/---

//! Committed move records.

use crate::{Piece, Square};
use std::fmt;

/// Flags for special move types.
#[derive(Debug, Clone, Copy, PartialEq, Eq, Hash)]
pub enum MoveFlag {
    /// Plain move or capture with no special action.
    Normal,
    /// Pawn double push from its starting rank.
    DoublePush,
    /// Kingside castling (O-O).
    CastleKingside,
    /// Queenside castling (O-O-O).
    CastleQueenside,
    /// En passant capture.
    EnPassant,
    /// Pawn promotion. The engine always promotes to a queen; a click-only
    /// interface has no way to ask for an underpromotion piece.
    Promotion,
}

impl MoveFlag {
    /// Returns true if this is a castling move.
    #[inline]
    pub const fn is_castling(self) -> bool {
        matches!(self, MoveFlag::CastleKingside | MoveFlag::CastleQueenside)
    }
}

/// A committed move, as applied to the board.
///
/// Moves are ephemeral records: they are rebuilt from the board each turn
/// and handed to the presentation layer for rendering, never persisted.
/// Captured pieces are recorded but destroyed; there is no undo.
#[derive(Debug, Clone, Copy, PartialEq, Eq, Hash)]
pub struct Move {
    /// Origin square.
    pub from: Square,
    /// Destination square.
    pub to: Square,
    /// The piece that moved (before any promotion).
    pub piece: Piece,
    /// The piece that was captured, if any.
    pub captured: Option<Piece>,
    /// Special-rule flag.
    pub flag: MoveFlag,
}

impl Move {
    /// Creates a move record.
    pub const fn new(
        from: Square,
        to: Square,
        piece: Piece,
        captured: Option<Piece>,
        flag: MoveFlag,
    ) -> Self {
        Move {
            from,
            to,
            piece,
            captured,
            flag,
        }
    }

    /// Returns true if this move captured a piece (including en passant).
    #[inline]
    pub const fn is_capture(self) -> bool {
        self.captured.is_some() || matches!(self.flag, MoveFlag::EnPassant)
    }
}

impl fmt::Display for Move {
    /// Formats as coordinate notation, e.g. "e2e4"; captures use "x"
    /// ("e4xd5") so logs stay readable.
    fn fmt(&self, f: &mut fmt::Formatter<'_>) -> fmt::Result {
        if self.is_capture() {
            write!(f, "{}x{}", self.from, self.to)
        } else {
            write!(f, "{}{}", self.from, self.to)
        }
    }
}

\---

**To do**
Print each line of the data exactly. Keep all of it.

**Task answer**
//! Committed move records.

use crate::{Piece, Square};
use std::fmt;

/// Flags for special move types.
#[derive(Debug, Clone, Copy, PartialEq, Eq, Hash)]
pub enum MoveFlag {
    /// Plain move or capture with no special action.
    Normal,
    /// Pawn double push from its starting rank.
    DoublePush,
    /// Kingside castling (O-O).
    CastleKingside,
    /// Queenside castling (O-O-O).
    CastleQueenside,
    /// En passant capture.
    EnPassant,
    /// Pawn promotion. The engine always promotes to a queen; a click-only
    /// interface has no way to ask for an underpromotion piece.
    Promotion,
}

impl MoveFlag {
    /// Returns true if this is a castling move.
    #[inline]
    pub const fn is_castling(self) -> bool {
        matches!(self, MoveFlag::CastleKingside | MoveFlag::CastleQueenside)
    }
}

/// A committed move, as applied to the board.
///
/// Moves are ephemeral records: they are rebuilt from the board each turn
/// and handed to the presentation layer for rendering, never persisted.
/// Captured pieces are recorded but destroyed; there is no undo.
#[derive(Debug, Clone, Copy, PartialEq, Eq, Hash)]
pub struct Move {
    /// Origin square.
    pub from: Square,
    /// Destination square.
    pub to: Square,
    /// The piece that moved (before any promotion).
    pub piece: Piece,
    /// The piece that was captured, if any.
    pub captured: Option<Piece>,
    /// Special-rule flag.
    pub flag: MoveFlag,
}

impl Move {
    /// Creates a move record.
    pub const fn new(
        from: Square,
        to: Square,
        piece: Piece,
        captured: Option<Piece>,
        flag: MoveFlag,
    ) -> Self {
        Move {
            from,
            to,
            piece,
            captured,
            flag,
        }
    }

    /// Returns true if this move captured a piece (including en passant).
    #[inline]
    pub const fn is_capture(self) -> bool {
        self.captured.is_some() || matches!(self.flag, MoveFlag::EnPassant)
    }
}

impl fmt::Display for Move {
    /// Formats as coordinate notation, e.g. "e2e4"; captures use "x"
    /// ("e4xd5") so logs stay readable.
    fn fmt(&self, f: &mut fmt::Formatter<'_>) -> fmt::Result {
        if self.is_capture() {
            write!(f, "{}x{}", self.from, self.to)
        } else {
            write!(f, "{}{}", self.from, self.to)
        }
    }
}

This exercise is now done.